> _What is needed_
Tally every line of the listing where the string "backend" is found, and state the total alone.

+++ Exercise data +++

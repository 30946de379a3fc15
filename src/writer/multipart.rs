use async_trait::async_trait;
use std::sync::Arc;
use tokio::io::AsyncRead;

use super::error::{Result, WriterError};
use super::ObjectWriter;
use crate::storage::{Multiparter, Object, Part, Protocol, StorageDriver, WriteOptions};

/// Multipart writer / 分片写入器
///
/// Each write uploads one part. Parts are numbered from 0 in call order and the
/// index only advances once the backend accepted the part, so a failed write
/// can be retried at the same index. `finalize` hands the recorded parts to the
/// backend in index order.
pub struct MultipartWriter {
    multiparter: Arc<dyn Multiparter>,
    object: Object,
    parts: Vec<Part>,
    next_index: u32,
}

impl MultipartWriter {
    /// Start a multipart upload for `path`.
    ///
    /// Returns [`WriterError::MultiparterNotImplemented`] without any remote call
    /// if the driver does not support multipart upload.
    pub async fn new(driver: &dyn StorageDriver, path: &str, options: &WriteOptions) -> Result<Self> {
        let multiparter = driver
            .multiparter()
            .filter(|_| driver.capabilities().can_multipart_upload)
            .ok_or_else(|| WriterError::MultiparterNotImplemented {
                driver: driver.name().to_string(),
            })?;

        let object = multiparter
            .create_multipart(path, options)
            .await
            .map_err(|source| WriterError::BeginWrite { protocol: Protocol::Multipart, source })?;

        tracing::debug!(
            "create_multipart: driver={}, path={}, upload_id={:?}",
            driver.name(),
            path,
            object.upload_id
        );

        Ok(Self {
            multiparter,
            object,
            parts: Vec::new(),
            next_index: 0,
        })
    }

    /// Parts recorded so far, in index order / 已记录的分片
    pub fn parts(&self) -> &[Part] {
        &self.parts
    }

    /// Index the next write will use / 下一个分片序号
    pub fn next_index(&self) -> u32 {
        self.next_index
    }

    pub fn object(&self) -> &Object {
        &self.object
    }
}

#[async_trait]
impl ObjectWriter for MultipartWriter {
    async fn write(&mut self, buf: &[u8]) -> Result<u64> {
        let mut reader = buf;
        self.write_from(&mut reader, buf.len() as u64).await
    }

    async fn write_from<R>(&mut self, reader: &mut R, size: u64) -> Result<u64>
    where
        R: AsyncRead + Unpin + Send,
    {
        let index = self.next_index;
        let next_index = index.checked_add(1).ok_or_else(|| WriterError::ChunkWrite {
            protocol: Protocol::Multipart,
            source: anyhow::anyhow!("part index {} is the last one available", index),
        })?;

        let receipt = self
            .multiparter
            .write_multipart(&self.object, reader, size, index)
            .await
            .map_err(|source| {
                tracing::warn!("write_multipart failed: path={}, index={}", self.object.path, index);
                WriterError::ChunkWrite { protocol: Protocol::Multipart, source }
            })?;

        self.parts.push(Part {
            index,
            size: receipt.size,
            etag: receipt.etag,
        });
        self.next_index = next_index;

        tracing::debug!("write_multipart: path={}, index={}, size={}", self.object.path, index, receipt.size);
        Ok(receipt.size)
    }

    async fn finalize(self) -> Result<()> {
        self.multiparter
            .complete_multipart(&self.object, &self.parts)
            .await
            .map_err(|source| WriterError::Finalize { protocol: Protocol::Multipart, source })?;

        tracing::debug!("complete_multipart: path={}, parts={}", self.object.path, self.parts.len());
        Ok(())
    }
}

+++

> _Answer section_
2